Kennan argued that the source of Russia's insecurity [read Islamist insecurity] was internal and could not be alleviated through diplomacy. Because the Kremlin [Ayatolas] could not govern by any means other than repression, portraying the outside world as being "evil, hostile, and menacing" was a boon to Soviet [Islamist] legitimacy.

Unfortunately NSC-68 committed the US to defending everywhere. Kennan's containment vision was one of attacking specific weaknesses, arguing for a strategy of "patience and firmness" that recognized disputes but maintained "a calculated relationship of resources to objectives."

I suspect that containment will work, letting the "internal contradictions" of the modernizing Persian/Arab world play themselves out.

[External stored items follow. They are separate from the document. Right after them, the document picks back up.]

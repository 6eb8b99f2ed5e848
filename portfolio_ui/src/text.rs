use std::{
    fmt::Write as _,
    io::{self, Write},
    sync::Mutex,
};

use crate::{BorderColor, ContactFormView, Renderer};

/// Writes a plain text rendition of every view to a writer.
#[derive(Debug)]
pub struct TextRenderer<W> {
    out: Mutex<W>,
}

impl TextRenderer<io::Stdout> {
    pub fn stdout() -> Self {
        Self::new(io::stdout())
    }
}

impl<W> TextRenderer<W> {
    pub fn new(out: W) -> Self {
        Self {
            out: Mutex::new(out),
        }
    }

    pub fn into_inner(self) -> W {
        self.out
            .into_inner()
            .unwrap_or_else(|poisoned| poisoned.into_inner())
    }
}

impl<W: Write + Send + 'static> Renderer for TextRenderer<W> {
    fn render(&self, view: &ContactFormView) {
        let text = render_text(view);
        let mut out = self.out.lock().unwrap_or_else(|poisoned| poisoned.into_inner());
        if let Err(err) = out.write_all(text.as_bytes()).and_then(|()| out.flush()) {
            tracing::warn!("Failed to render contact form: {err}");
        }
    }
}

pub fn render_text(view: &ContactFormView) -> String {
    let mut out = String::new();
    for field in &view.fields {
        let marker = match field.border {
            BorderColor::Default => ' ',
            BorderColor::Error => '!',
        };
        let _ = writeln!(out, "{marker} {:<8} {:?}", field.label, field.value);
        if let Some(error) = &field.error {
            let _ = writeln!(out, "           {error}");
        }
    }
    let _ = writeln!(
        out,
        "  [{}]{}",
        view.submit.label,
        if view.submit.disabled {
            " (disabled)"
        } else {
            ""
        }
    );
    if let Some(notification) = &view.notification {
        let _ = writeln!(out, "  >> {}", notification.message);
    }
    out
}

#[cfg(test)]
mod tests {
    use portfolio_demo::contact::{INVALID, NOTIFICATION_1};
    use portfolio_models::contact::{ContactForm, ContactFormState, SubmissionState};
    use pretty_assertions::assert_eq;

    use super::*;

    #[test]
    fn invalid_form() {
        // Arrange
        let mut form = ContactForm::default();
        form.apply(&INVALID, &INVALID.validate());
        let view = ContactFormView::from(&ContactFormState {
            form,
            ..Default::default()
        });

        // Act
        let text = render_text(&view);

        // Assert
        assert_eq!(
            text,
            "! Name     \"J\"\n           Name must be at least 2 characters long\n\
             ! Email    \"bad\"\n           Please enter a valid email address\n\
             ! Message  \"short\"\n           Message must be at least 10 characters long\n\
             \x20 [Send Message]\n"
        );
    }

    #[test]
    fn succeeded_to_writer() {
        // Arrange
        let sut = TextRenderer::new(Vec::new());
        let view = ContactFormView::from(&ContactFormState {
            submission: SubmissionState::Succeeded,
            notification: Some(NOTIFICATION_1.clone()),
            ..Default::default()
        });

        // Act
        sut.render(&view);

        // Assert
        let text = String::from_utf8(sut.into_inner()).unwrap();
        assert!(text.ends_with(&format!("  >> {}\n", NOTIFICATION_1.message)));
    }
}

We just need to be rational about how we play out our containment policy, avoiding knee-jerk reactions.



Sorry T6, but the emotional grab actually detracts from any argument's logic. I also suspect that a policy of complete annihilation can only strengthen the Islamists' determination, adding fuel to their argument about the intentions of the "evil west." Containing them as they struggle through their own Reformation is neither appeasement nor a disservice to our fallen.


Edit: Obviously, ERC types faster than I.  ;)

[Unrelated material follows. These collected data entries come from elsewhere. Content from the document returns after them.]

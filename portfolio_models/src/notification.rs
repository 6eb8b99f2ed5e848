use chrono::{DateTime, Utc};
use serde::{Deserialize, Serialize};

use crate::macros::id;

id!(NotificationId);

/// Transient feedback shown after a contact form submission completes.
#[derive(Debug, Clone, PartialEq, Eq, Serialize, Deserialize)]
pub struct Notification {
    pub id: NotificationId,
    pub message: String,
    pub created_at: DateTime<Utc>,
}
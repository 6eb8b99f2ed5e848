use std::collections::HashSet;

use crate::Rect;

/// Decides when elements fade in as they enter the viewport.
///
/// An element is revealed once the visible share of its height reaches
/// `threshold`. The bottom of the viewport is pulled up by `bottom_margin`
/// so elements start fading in slightly after they appear. Reveals are one
/// shot: scrolling back up never hides an element again.
#[derive(Debug, Clone)]
pub struct RevealTracker<K> {
    threshold: f64,
    bottom_margin: f64,
    revealed: HashSet<K>,
}

impl<K: Eq + std::hash::Hash + Clone> RevealTracker<K> {
    pub fn new(threshold: f64, bottom_margin: f64) -> Self {
        Self {
            threshold,
            bottom_margin,
            revealed: HashSet::new(),
        }
    }

    /// Feed the current layout and return the elements that became visible
    /// with this observation.
    ///
    /// `bounds` are relative to the top of the viewport.
    pub fn observe<'a>(
        &mut self,
        viewport_height: f64,
        elements: impl IntoIterator<Item = (&'a K, Rect)>,
    ) -> Vec<K>
    where
        K: 'a,
    {
        let root_bottom = viewport_height - self.bottom_margin;
        let mut revealed = Vec::new();
        for (key, bounds) in elements {
            if self.revealed.contains(key)
                || intersection_ratio(bounds, root_bottom) < self.threshold
            {
                continue;
            }
            self.revealed.insert(key.clone());
            revealed.push(key.clone());
        }
        revealed
    }

    pub fn is_revealed(&self, key: &K) -> bool {
        self.revealed.contains(key)
    }
}

fn intersection_ratio(bounds: Rect, root_bottom: f64) -> f64 {
    if bounds.height <= 0.0 {
        return if bounds.top >= 0.0 && bounds.top <= root_bottom {
            1.0
        } else {
            0.0
        };
    }
    let visible = bounds.bottom().min(root_bottom) - bounds.top.max(0.0);
    (visible / bounds.height).clamp(0.0, 1.0)
}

I guess I do type faster than JM, but I wish I had said the highlighted parts.  :salute: and +300 Milpoints
 
E.R. Campbell said:
.. but I wish I had said the highlighted parts. applied liberally stolen insights from John Lewis Gaddis to our current situation  ;D
  Sometimes "wisdom" is just knowing who to quote.
 
Don't think that containment is a passive process T6 (even if our historical example wasn't particularly "activist").

Using communications to implant memes, disrupting their trade (by suppressing oil prices) and judiciously supporting elements within such as the Kurds will keep the self styled Caliphate busy for decades, and given the shape of the Islamic Crescent along the shores of Africa, through the Levant, Iran, across the north of India and south into Indonesia we can employ a maritime strategy, positioning ourselves in the Indian Ocean and using the "interior" position to strike at the times and places of our choosing, should that be the desired strategic response to some provocation or other.

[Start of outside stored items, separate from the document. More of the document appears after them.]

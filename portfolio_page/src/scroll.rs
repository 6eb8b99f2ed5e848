/// A page section that a navigation link points to.
#[derive(Debug, Clone, PartialEq)]
pub struct Section {
    pub id: String,
    pub top: f64,
    pub height: f64,
}

/// Returns the id of the section whose navigation link should be highlighted.
///
/// This is the last section in document order whose top, shifted up by
/// `offset`, has been scrolled past.
pub fn active_section(sections: &[Section], scroll_y: f64, offset: f64) -> Option<&str> {
    sections
        .iter()
        .rev()
        .find(|section| scroll_y >= section.top - offset)
        .map(|section| section.id.as_str())
}

pub fn navbar_scrolled(scroll_y: f64, threshold: f64) -> bool {
    scroll_y > threshold
}

/// Vertical translation of the hero background for a parallax effect.
pub fn parallax_offset(scroll_y: f64, rate: f64) -> f64 {
    scroll_y * rate
}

The prohibition against land wars in Asia are fully in force here, especially given the demographic imbalance over a long war, but we also have allies in the containment policy; Russia in the Caucus and Trans Caucus regions and the 'Stans, China in the East and India in the center of the crescent. They mostly do not share our values or even goals, but all have a pressing interest in keeping Radical Islam contained, so will be working more or less in concert with the West on containment.
 
Let me ask a couple of questions. If we accept that a campaign strategy that worked in one theatre will probably fail given a different set of circumstances, how would you apply containment that was successful against the Soviets to the Islamist crescent with its fairly wide variations in culture and the contradictions caused by various branches of creed and tribal/ethnic background? It may be that frontier soldiering like we practiced in NATO for 40 years would be counter-productive.

On another tack, given that appeasement and apologies can be treated with suspicion and/or considered a sign of weakness, how do we convince them restraint on the part of the west is not a sign of fear?